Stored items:
****************************************

//! Shared fixtures for restore tests
//!
//! A [`Solution`] owns a temporary directory holding project folders and the
//! package cache, plus one in-memory package source named `local`.

#![allow(dead_code)]

use lockstep_config::{PackageSource, RestoreSettings};
use lockstep_core::{
    PackageInfo, RestoreRunner, RestoreSummary, StaticProvider, StaticProviderFactory,
};
use lockstep_model::{
    DependencyGraphSpec, FrameworkMoniker, LibraryDependency, LockPolicy, PackageSpec,
    ProjectReference, TargetFrameworkInfo, Version, VersionRange,
};
use std::path::{Path, PathBuf};
use std::sync::Arc;
use std::time::SystemTime;
use tempfile::TempDir;
use tokio_util::sync::CancellationToken;

pub const NET8: &str = "net8.0";

pub fn tfm(s: &str) -> FrameworkMoniker {
    FrameworkMoniker::parse(s).unwrap()
}

pub fn range(s: &str) -> VersionRange {
    s.parse().unwrap()
}

pub fn version(s: &str) -> Version {
    Version::parse(s).unwrap()
}

pub fn package_dependency(id: &str, requested: &str) -> LibraryDependency {
    LibraryDependency::package(id, Some(range(requested)))
}

pub struct Solution {
    pub dir: TempDir,
    pub graph: DependencyGraphSpec,
    pub provider: Arc<StaticProvider>,
    factory: Arc<StaticProviderFactory>,
    source: PackageSource,
}

impl Solution {
    pub fn new() -> Self {
        let source = PackageSource::new("local", "memory://local");
        let factory = StaticProviderFactory::new().with_provider(StaticProvider::new(source.clone()));
        let provider = factory.get("local").unwrap();
        Self {
            dir: TempDir::new().unwrap(),
            graph: DependencyGraphSpec::new(),
            provider,
            factory: Arc::new(factory),
            source,
        }
    }

    pub fn packages_path(&self) -> PathBuf {
        self.dir.path().join("packages")
    }

    /// A spec targeting net8.0, not yet added to the graph
    pub fn project(&self, name: &str) -> PackageSpec {
        let mut spec = PackageSpec::new(name, self.dir.path().join("src").join(name));
        spec.frameworks.push(TargetFrameworkInfo::new(tfm(NET8)));
        spec
    }

    /// Add a spec to the graph and to the restore list
    pub fn add(&mut self, spec: PackageSpec) {
        let name = spec.unique_name().to_string();
        self.graph.add_project(spec);
        self.graph.add_restore(name);
    }

    /// Add a spec that is known to the graph but not restored itself
    pub fn add_out_of_session(&mut self, spec: PackageSpec) {
        self.graph.add_project(spec);
    }

    pub fn spec_mut(&mut self, name: &str) -> &mut PackageSpec {
        self.graph.projects.get_mut(name).unwrap()
    }

    pub fn framework_mut(&mut self, name: &str) -> &mut TargetFrameworkInfo {
        &mut self.spec_mut(name).frameworks[0]
    }

    pub fn set_lock_policy(&mut self, name: &str, policy: LockPolicy) {
        self.spec_mut(name).restore_metadata.lock_policy = policy;
    }

    pub fn reference(&mut self, from: &str, to: &str) {
        self.framework_mut(from)
            .project_references
            .push(ProjectReference::new(to));
    }

    /// Publish a package with one netstandard2.0 assembly and the given
    /// dependencies
    pub fn publish(&self, id: &str, v: &str, dependencies: &[(&str, &str)]) {
        let info = self.package(id, v, dependencies);
        self.publish_info(info);
    }

    pub fn package(&self, id: &str, v: &str, dependencies: &[(&str, &str)]) -> PackageInfo {
        let mut info = PackageInfo::new(id, version(v))
            .with_files([format!("lib/netstandard2.0/{}.dll", id)]);
        for (dependency, requested) in dependencies {
            info = info.with_dependency(tfm("netstandard2.0"), *dependency, range(requested));
        }
        info
    }

    pub fn publish_info(&self, info: PackageInfo) {
        let content = format!("{}@{}", info.id, info.version).into_bytes();
        self.provider.add_package(info, content);
    }

    pub fn settings(&self) -> RestoreSettings {
        RestoreSettings::new(self.packages_path()).with_sources(vec![self.source.clone()])
    }

    pub fn runner(&self) -> RestoreRunner {
        self.runner_with(self.settings())
    }

    pub fn runner_with(&self, settings: RestoreSettings) -> RestoreRunner {
        RestoreRunner::new(settings, self.factory.clone())
    }

    pub async fn restore(&self) -> Vec<RestoreSummary> {
        self.runner()
            .run(&self.graph, CancellationToken::new())
            .await
            .unwrap()
    }

    pub async fn restore_one(&self) -> RestoreSummary {
        let mut summaries = self.restore().await;
        assert_eq!(summaries.len(), 1);
        summaries.remove(0)
    }

    pub fn spec(&self, name: &str) -> &PackageSpec {
        self.graph.project(name).unwrap()
    }

    pub fn lock_path(&self, name: &str) -> PathBuf {
        lockstep_core::lockfile::lock_file_path(self.spec(name))
    }

    pub fn assets_path(&self, name: &str) -> PathBuf {
        lockstep_core::asset_manifest::assets_file_path(self.spec(name))
    }

    pub fn cache_path(&self, name: &str) -> PathBuf {
        lockstep_core::NoOpCache::cache_path(self.spec(name))
    }

    /// Forget the no-op fingerprint so the next restore runs in full
    pub fn forget_noop(&self, name: &str) {
        let _ = std::fs::remove_file(self.cache_path(name));
    }
}

pub fn read(path: &Path) -> String {
    std::fs::read_to_string(path).unwrap()
}

pub fn modified(path: &Path) -> SystemTime {
    std::fs::metadata(path).unwrap().modified().unwrap()
}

****************************************

Work instructions: The records above are to be output in full and without error.

Exercise response:
//! Shared fixtures for restore tests
//!
//! A [`Solution`] owns a temporary directory holding project folders and the
//! package cache, plus one in-memory package source named `local`.

#![allow(dead_code)]

use lockstep_config::{PackageSource, RestoreSettings};
use lockstep_core::{
    PackageInfo, RestoreRunner, RestoreSummary, StaticProvider, StaticProviderFactory,
};
use lockstep_model::{
    DependencyGraphSpec, FrameworkMoniker, LibraryDependency, LockPolicy, PackageSpec,
    ProjectReference, TargetFrameworkInfo, Version, VersionRange,
};
use std::path::{Path, PathBuf};
use std::sync::Arc;
use std::time::SystemTime;
use tempfile::TempDir;
use tokio_util::sync::CancellationToken;

pub const NET8: &str = "net8.0";

pub fn tfm(s: &str) -> FrameworkMoniker {
    FrameworkMoniker::parse(s).unwrap()
}

pub fn range(s: &str) -> VersionRange {
    s.parse().unwrap()
}

pub fn version(s: &str) -> Version {
    Version::parse(s).unwrap()
}

pub fn package_dependency(id: &str, requested: &str) -> LibraryDependency {
    LibraryDependency::package(id, Some(range(requested)))
}

pub struct Solution {
    pub dir: TempDir,
    pub graph: DependencyGraphSpec,
    pub provider: Arc<StaticProvider>,
    factory: Arc<StaticProviderFactory>,
    source: PackageSource,
}

impl Solution {
    pub fn new() -> Self {
        let source = PackageSource::new("local", "memory://local");
        let factory = StaticProviderFactory::new().with_provider(StaticProvider::new(source.clone()));
        let provider = factory.get("local").unwrap();
        Self {
            dir: TempDir::new().unwrap(),
            graph: DependencyGraphSpec::new(),
            provider,
            factory: Arc::new(factory),
            source,
        }
    }

    pub fn packages_path(&self) -> PathBuf {
        self.dir.path().join("packages")
    }

    /// A spec targeting net8.0, not yet added to the graph
    pub fn project(&self, name: &str) -> PackageSpec {
        let mut spec = PackageSpec::new(name, self.dir.path().join("src").join(name));
        spec.frameworks.push(TargetFrameworkInfo::new(tfm(NET8)));
        spec
    }

    /// Add a spec to the graph and to the restore list
    pub fn add(&mut self, spec: PackageSpec) {
        let name = spec.unique_name().to_string();
        self.graph.add_project(spec);
        self.graph.add_restore(name);
    }

    /// Add a spec that is known to the graph but not restored itself
    pub fn add_out_of_session(&mut self, spec: PackageSpec) {
        self.graph.add_project(spec);
    }

    pub fn spec_mut(&mut self, name: &str) -> &mut PackageSpec {
        self.graph.projects.get_mut(name).unwrap()
    }

    pub fn framework_mut(&mut self, name: &str) -> &mut TargetFrameworkInfo {
        &mut self.spec_mut(name).frameworks[0]
    }

    pub fn set_lock_policy(&mut self, name: &str, policy: LockPolicy) {
        self.spec_mut(name).restore_metadata.lock_policy = policy;
    }

    pub fn reference(&mut self, from: &str, to: &str) {
        self.framework_mut(from)
            .project_references
            .push(ProjectReference::new(to));
    }

    /// Publish a package with one netstandard2.0 assembly and the given
    /// dependencies
    pub fn publish(&self, id: &str, v: &str, dependencies: &[(&str, &str)]) {
        let info = self.package(id, v, dependencies);
        self.publish_info(info);
    }

    pub fn package(&self, id: &str, v: &str, dependencies: &[(&str, &str)]) -> PackageInfo {
        let mut info = PackageInfo::new(id, version(v))
            .with_files([format!("lib/netstandard2.0/{}.dll", id)]);
        for (dependency, requested) in dependencies {
            info = info.with_dependency(tfm("netstandard2.0"), *dependency, range(requested));
        }
        info
    }

    pub fn publish_info(&self, info: PackageInfo) {
        let content = format!("{}@{}", info.id, info.version).into_bytes();
        self.provider.add_package(info, content);
    }

    pub fn settings(&self) -> RestoreSettings {
        RestoreSettings::new(self.packages_path()).with_sources(vec![self.source.clone()])
    }

    pub fn runner(&self) -> RestoreRunner {
        self.runner_with(self.settings())
    }

    pub fn runner_with(&self, settings: RestoreSettings) -> RestoreRunner {
        RestoreRunner::new(settings, self.factory.clone())
    }

    pub async fn restore(&self) -> Vec<RestoreSummary> {
        self.runner()
            .run(&self.graph, CancellationToken::new())
            .await
            .unwrap()
    }

    pub async fn restore_one(&self) -> RestoreSummary {
        let mut summaries = self.restore().await;
        assert_eq!(summaries.len(), 1);
        summaries.remove(0)
    }

    pub fn spec(&self, name: &str) -> &PackageSpec {
        self.graph.project(name).unwrap()
    }

    pub fn lock_path(&self, name: &str) -> PathBuf {
        lockstep_core::lockfile::lock_file_path(self.spec(name))
    }

    pub fn assets_path(&self, name: &str) -> PathBuf {
        lockstep_core::asset_manifest::assets_file_path(self.spec(name))
    }

    pub fn cache_path(&self, name: &str) -> PathBuf {
        lockstep_core::NoOpCache::cache_path(self.spec(name))
    }

    /// Forget the no-op fingerprint so the next restore runs in full
    pub fn forget_noop(&self, name: &str) {
        let _ = std::fs::remove_file(self.cache_path(name));
    }
}

pub fn read(path: &Path) -> String {
    std::fs::read_to_string(path).unwrap()
}

pub fn modified(path: &Path) -> SystemTime {
    std::fs::metadata(path).unwrap().modified().unwrap()
}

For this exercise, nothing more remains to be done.